# The task
How many lines in the records below contain the word "browser"? Reply with that number only.

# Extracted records
┌──

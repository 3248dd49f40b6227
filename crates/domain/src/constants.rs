//! Application constants
//!
//! Centralized location for all domain-level constants used throughout the
//! application.

// Bungie API endpoints
pub const BUNGIE_AUTHORIZE_URL: &str = "https://www.bungie.net/en/OAuth/Authorize";
pub const BUNGIE_TOKEN_URL: &str = "https://www.bungie.net/Platform/App/OAuth/Token/";
pub const BUNGIE_PLATFORM_URL: &str = "https://www.bungie.net/Platform";

// OAuth redirect target; must exactly match the registered application
pub const REDIRECT_PORT: u16 = 7777;
pub const REDIRECT_URI: &str = "http://localhost:7777/callback";

// Token lifecycle
pub const TOKEN_EXPIRY_SKEW_SECS: i64 = 10;
pub const AUTHORIZE_TIMEOUT_SECS: u64 = 180;

// Outbound request pacing and limits
pub const MIN_REQUEST_INTERVAL_MS: u64 = 100;
pub const REQUEST_TIMEOUT_SECS: u64 = 30;
pub const HEALTH_CHECK_TIMEOUT_SECS: u64 = 10;
pub const DEFAULT_RETRY_ATTEMPTS: u32 = 3;
pub const RATE_LIMIT_DEFAULT_WAIT_SECS: u64 = 60;

// Profile cache
pub const PROFILE_CACHE_TTL_SECS: i64 = 24 * 60 * 60;
pub const CACHE_VERSION: &str = "1.0";

// Identification sent with every outbound request
pub const USER_AGENT: &str = "VaultWatch/1.0";

/// Default profile components requested from the profile endpoint when the
/// caller does not override them.
pub const DEFAULT_PROFILE_COMPONENTS: &str = "100,102,103,104,200,201,202,205,300,301,302,304,305,306,307,308,309,310,311,312,313,315,316,317,318";
//! Traits for OAuth, session storage, and authorization-flow operations
//!
//! These traits enable dependency injection and testing by abstracting
//! external dependencies (OAuth servers, the session file, the browser and
//! local callback listener). Each has exactly one production implementation
//! and one test double, selected by explicit configuration.

use async_trait::async_trait;
use vaultwatch_domain::Session;

use super::client::OAuthClientError;
use super::token_manager::TokenManagerError;

/// Trait for OAuth client operations
///
/// Abstracts OAuth HTTP flows to enable testing with mock implementations.
#[async_trait]
pub trait OAuthClientTrait: Send + Sync {
    /// Generate authorization URL for browser-based login
    ///
    /// # Returns
    /// Tuple of (authorization_url, state) where state must be validated in
    /// callback
    ///
    /// # Errors
    /// Returns error if PKCE challenge generation fails
    async fn generate_authorization_url(&self) -> Result<(String, String), OAuthClientError>;

    /// Exchange authorization code for a session
    ///
    /// # Errors
    /// Returns error if state mismatch, token exchange fails, or response
    /// parsing fails
    async fn exchange_code_for_session(
        &self,
        code: &str,
        state: &str,
    ) -> Result<Session, OAuthClientError>;

    /// Refresh the session using a refresh token
    ///
    /// # Errors
    /// Returns error if refresh fails or the token is invalid/revoked
    async fn refresh_session(&self, refresh_token: &str) -> Result<Session, OAuthClientError>;

    /// Get the configured redirect URI
    fn redirect_uri(&self) -> &str;
}

/// Trait for session persistence
///
/// The session file is the sole persisted artifact of authentication.
/// Production implementation writes a single JSON file; the test double
/// keeps the session in memory.
#[async_trait]
pub trait SessionStore: Send + Sync {
    /// Persist the session, replacing any previous one.
    ///
    /// # Errors
    /// Returns error if the write fails
    async fn save(&self, session: &Session) -> Result<(), String>;

    /// Load the persisted session, if any.
    ///
    /// # Errors
    /// Returns error if the file exists but cannot be read or parsed
    async fn load(&self) -> Result<Option<Session>, String>;

    /// Delete the persisted session (logout / forced re-auth).
    ///
    /// Deleting an absent session is not an error.
    ///
    /// # Errors
    /// Returns error if deletion fails
    async fn clear(&self) -> Result<(), String>;
}

/// Outcome of one interactive authorization attempt.
///
/// Exactly one of code, error, or timeout terminates the wait; this type
/// carries the success arm, the error type below carries the other two.
#[derive(Debug, Clone)]
pub struct AuthorizationResult {
    /// Authorization code returned by the provider redirect.
    pub code: String,
    /// State parameter echoed back by the provider.
    pub state: String,
}

/// Failure of an interactive authorization attempt.
#[derive(Debug)]
pub enum AuthorizationFlowError {
    /// No code received within the bounded wait.
    Timeout,
    /// Provider redirected with an error parameter.
    Denied(String),
    /// Listener or browser failure.
    Failed(String),
}

impl std::fmt::Display for AuthorizationFlowError {
    fn fmt(&self, f: &mut std::fmt::Formatter<'_>) -> std::fmt::Result {
        match self {
            Self::Timeout => write!(f, "Authorization timed out"),
            Self::Denied(reason) => write!(f, "Authorization denied: {reason}"),
            Self::Failed(msg) => write!(f, "Authorization failed: {msg}"),
        }
    }
}

impl std::error::Error for AuthorizationFlowError {}

/// Trait for the interactive part of the authorization flow
///
/// The production implementation opens the system browser and runs the
/// local callback listener; the test double returns a scripted code without
/// any browser or network interaction.
#[async_trait]
pub trait AuthorizationFlow: Send + Sync {
    /// Run one authorization attempt against the given URL and block until
    /// a code arrives, the provider reports an error, or the wait times out.
    ///
    /// # Errors
    /// Returns an [`AuthorizationFlowError`] describing which of the three
    /// terminal outcomes occurred
    async fn authorize(&self, auth_url: &str)
        -> Result<AuthorizationResult, AuthorizationFlowError>;
}

/// Capability consumed by the fetch pipeline: "give me a token I can use".
///
/// The token manager is the production implementation; tests substitute a
/// fixed-token double.
#[async_trait]
pub trait TokenProvider: Send + Sync {
    /// Return a currently valid access token, refreshing or re-authorizing
    /// as needed.
    ///
    /// # Errors
    /// Returns error if no token can be obtained
    async fn get_valid_token(&self) -> Result<String, TokenManagerError>;

    /// Invalidate the persisted session so the next call re-authorizes.
    ///
    /// # Errors
    /// Returns error if the session cannot be cleared
    async fn invalidate_session(&self) -> Result<(), TokenManagerError>;
}
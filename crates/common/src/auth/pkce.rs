//! PKCE (Proof Key for Code Exchange) implementation for OAuth 2.0
//!
//! Implements RFC 7636 for secure OAuth authorization without client secrets.
//! Used for desktop applications where client secrets cannot be safely stored.

use base64::engine::general_purpose::URL_SAFE_NO_PAD;
use base64::Engine;
use rand::Rng;
use sha2::{Digest, Sha256};

/// Generate a cryptographically secure code verifier
///
/// Returns a URL-safe base64-encoded random string of 32 bytes (43 characters).
/// Per RFC 7636, verifiers must be 43-128 characters long.
///
/// # Errors
/// Returns error if random number generation fails (extremely rare)
pub fn generate_code_verifier() -> Result<String, String> {
    let mut rng = rand::thread_rng();
    let random_bytes: Vec<u8> = (0..32).map(|_| rng.gen()).collect();
    Ok(URL_SAFE_NO_PAD.encode(random_bytes))
}

/// Generate code challenge from verifier using SHA256
///
/// Per RFC 7636, the challenge is BASE64URL(SHA256(ASCII(code_verifier)))
///
/// # Errors
/// Returns error if encoding fails
pub fn generate_code_challenge(verifier: &str) -> Result<String, String> {
    let mut hasher = Sha256::new();
    hasher.update(verifier.as_bytes());
    let hash = hasher.finalize();
    Ok(URL_SAFE_NO_PAD.encode(hash))
}

/// Generate a random state token for CSRF protection
///
/// # Errors
/// Returns error if random number generation fails (extremely rare)
pub fn generate_state() -> Result<String, String> {
    let mut rng = rand::thread_rng();
    let random_bytes: Vec<u8> = (0..32).map(|_| rng.gen()).collect();
    Ok(URL_SAFE_NO_PAD.encode(random_bytes))
}

/// Validate that the state token matches
pub fn validate_state(expected: &str, actual: &str) -> bool {
    expected == actual
}

/// PKCE challenge pair for OAuth 2.0 authorization
///
/// Contains the code verifier (sent during token exchange) and the
/// code challenge (sent during authorization request). Ephemeral: scoped to
/// one authorization attempt, never persisted, discarded after the exchange.
#[derive(Debug, Clone)]
pub struct PkceChallenge {
    /// Random string (43-128 chars, base64url encoded)
    /// Kept secret until token exchange
    pub code_verifier: String,

    /// SHA256 hash of code_verifier (base64url encoded)
    /// Sent in authorization request for server validation
    pub code_challenge: String,

    /// Random CSRF protection token
    /// Must match between authorization request and callback
    pub state: String,
}

impl PkceChallenge {
    /// Generate a new PKCE challenge with cryptographically secure random
    /// values
    ///
    /// # Errors
    /// Returns error if cryptographic random number generation fails
    /// (extremely rare)
    pub fn generate() -> Result<Self, String> {
        let code_verifier = generate_code_verifier()?;
        let code_challenge = generate_code_challenge(&code_verifier)?;
        let state = generate_state()?;

        Ok(Self { code_verifier, code_challenge, state })
    }

    /// Get the challenge method (always "S256" for SHA256)
    #[must_use]
    pub fn challenge_method(&self) -> &str {
        "S256"
    }
}
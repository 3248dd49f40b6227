//! Error types used throughout the application

use serde::{Deserialize, Serialize};
use thiserror::Error;

/// Main error type for VaultWatch
#[derive(Error, Debug, Serialize, Deserialize)]
#[serde(tag = "type", content = "message")]
pub enum VaultWatchError {
    #[error("Configuration error: {0}")]
    Config(String),

    #[error("Network error: {0}")]
    Network(String),

    #[error("Authentication error: {0}")]
    Auth(String),

    #[error("Validation error: {0}")]
    Validation(String),

    #[error("Timed out: {0}")]
    Timeout(String),

    #[error("I/O error: {0}")]
    Io(String),

    #[error("Not found: {0}")]
    NotFound(String),

    #[error("Internal error: {0}")]
    Internal(String),
}

impl VaultWatchError {
    /// Stable label for this error, suitable for structured logging.
    pub fn label(&self) -> &'static str {
        match self {
            Self::Config(_) => "config",
            Self::Network(_) => "network",
            Self::Auth(_) => "auth",
            Self::Validation(_) => "validation",
            Self::Timeout(_) => "timeout",
            Self::Io(_) => "io",
            Self::NotFound(_) => "not_found",
            Self::Internal(_) => "internal",
        }
    }
}

/// Result type alias for VaultWatch operations
pub type Result<T> = std::result::Result<T, VaultWatchError>;

#[cfg(test)]
mod tests {
    use super::*;

    #[test]
    fn display_includes_category_and_message() {
        let err = VaultWatchError::Auth("token expired".to_string());
        assert_eq!(err.to_string(), "Authentication error: token expired");
    }

    #[test]
    fn labels_are_stable() {
        assert_eq!(VaultWatchError::Config(String::new()).label(), "config");
        assert_eq!(VaultWatchError::Timeout(String::new()).label(), "timeout");
        assert_eq!(VaultWatchError::Validation(String::new()).label(), "validation");
    }
}
//! OAuth 2.0 + PKCE authentication core
//!
//! Unified OAuth 2.0 implementation with PKCE support for the Bungie.net
//! desktop flow. No client secret exists anywhere in this module; the flow
//! is PKCE-only (RFC 7636).
//!
//! # Architecture
//!
//! ```text
//! ┌──────────────────┐
//! │   TokenManager   │  Lifecycle state machine (the core)
//! └────────┬─────────┘
//!          │
//!          ├──► OAuthClient         (HTTP: code exchange, refresh)
//!          ├──► SessionStore        (persisted session file)
//!          ├──► AuthorizationFlow   (browser + local callback listener)
//!          │
//!          └──► PKCE utilities      (challenge generation)
//! ```
//!
//! `TokenManager` implements [`TokenProvider`], the capability the fetch
//! pipeline consumes. Each seam has one production implementation and one
//! test double (see [`crate::testing`]).
//!
//! # Module Organization
//!
//! - **[`types`]**: Wire types (`TokenResponse`, `OAuthConfig`, provider errors)
//! - **[`pkce`]**: PKCE challenge generation and validation
//! - **[`client`]**: OAuth HTTP client for authorization and token exchange
//! - **[`token_manager`]**: Session lifecycle state machine
//! - **[`traits`]**: DI seams (`SessionStore`, `AuthorizationFlow`, `TokenProvider`)

pub mod client;
pub mod pkce;
pub mod token_manager;
pub mod traits;
pub mod types;

// Re-export commonly used types and functions
pub use client::{OAuthClient, OAuthClientError};
pub use pkce::PkceChallenge;
// Re-export PKCE utility functions
pub use pkce::{generate_code_challenge, generate_code_verifier, generate_state, validate_state};
pub use token_manager::{TokenManager, TokenManagerError, TEST_MODE_TOKEN};
pub use traits::{
    AuthorizationFlow, AuthorizationFlowError, AuthorizationResult, OAuthClientTrait, SessionStore,
    TokenProvider,
};
pub use types::{OAuthConfig, OAuthProviderError, TokenResponse};
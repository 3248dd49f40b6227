//! Modular common utilities shared across VaultWatch crates.
//!
//! # Safety and Quality
//!
//! This crate enforces strict safety and quality standards to ensure
//! reliability across all VaultWatch components.

#![forbid(unsafe_code)]
#![warn(rust_2018_idioms)]
#![warn(clippy::all, clippy::perf, clippy::complexity, clippy::suspicious)]

pub mod auth;
pub mod resilience;

// Testing utilities
// ---------------------------------------------------------------
pub mod testing;

// Re-export commonly used types and traits for convenience
// ------------------------
pub use auth::{
    AuthorizationFlow, AuthorizationResult, OAuthClient, OAuthClientError, OAuthConfig,
    PkceChallenge, SessionStore, TokenManager, TokenManagerError, TokenProvider,
};
pub use resilience::{Clock, MockClock, RequestPacer, RetryDecision, RetryPolicy, SystemClock};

└──

# Task result
6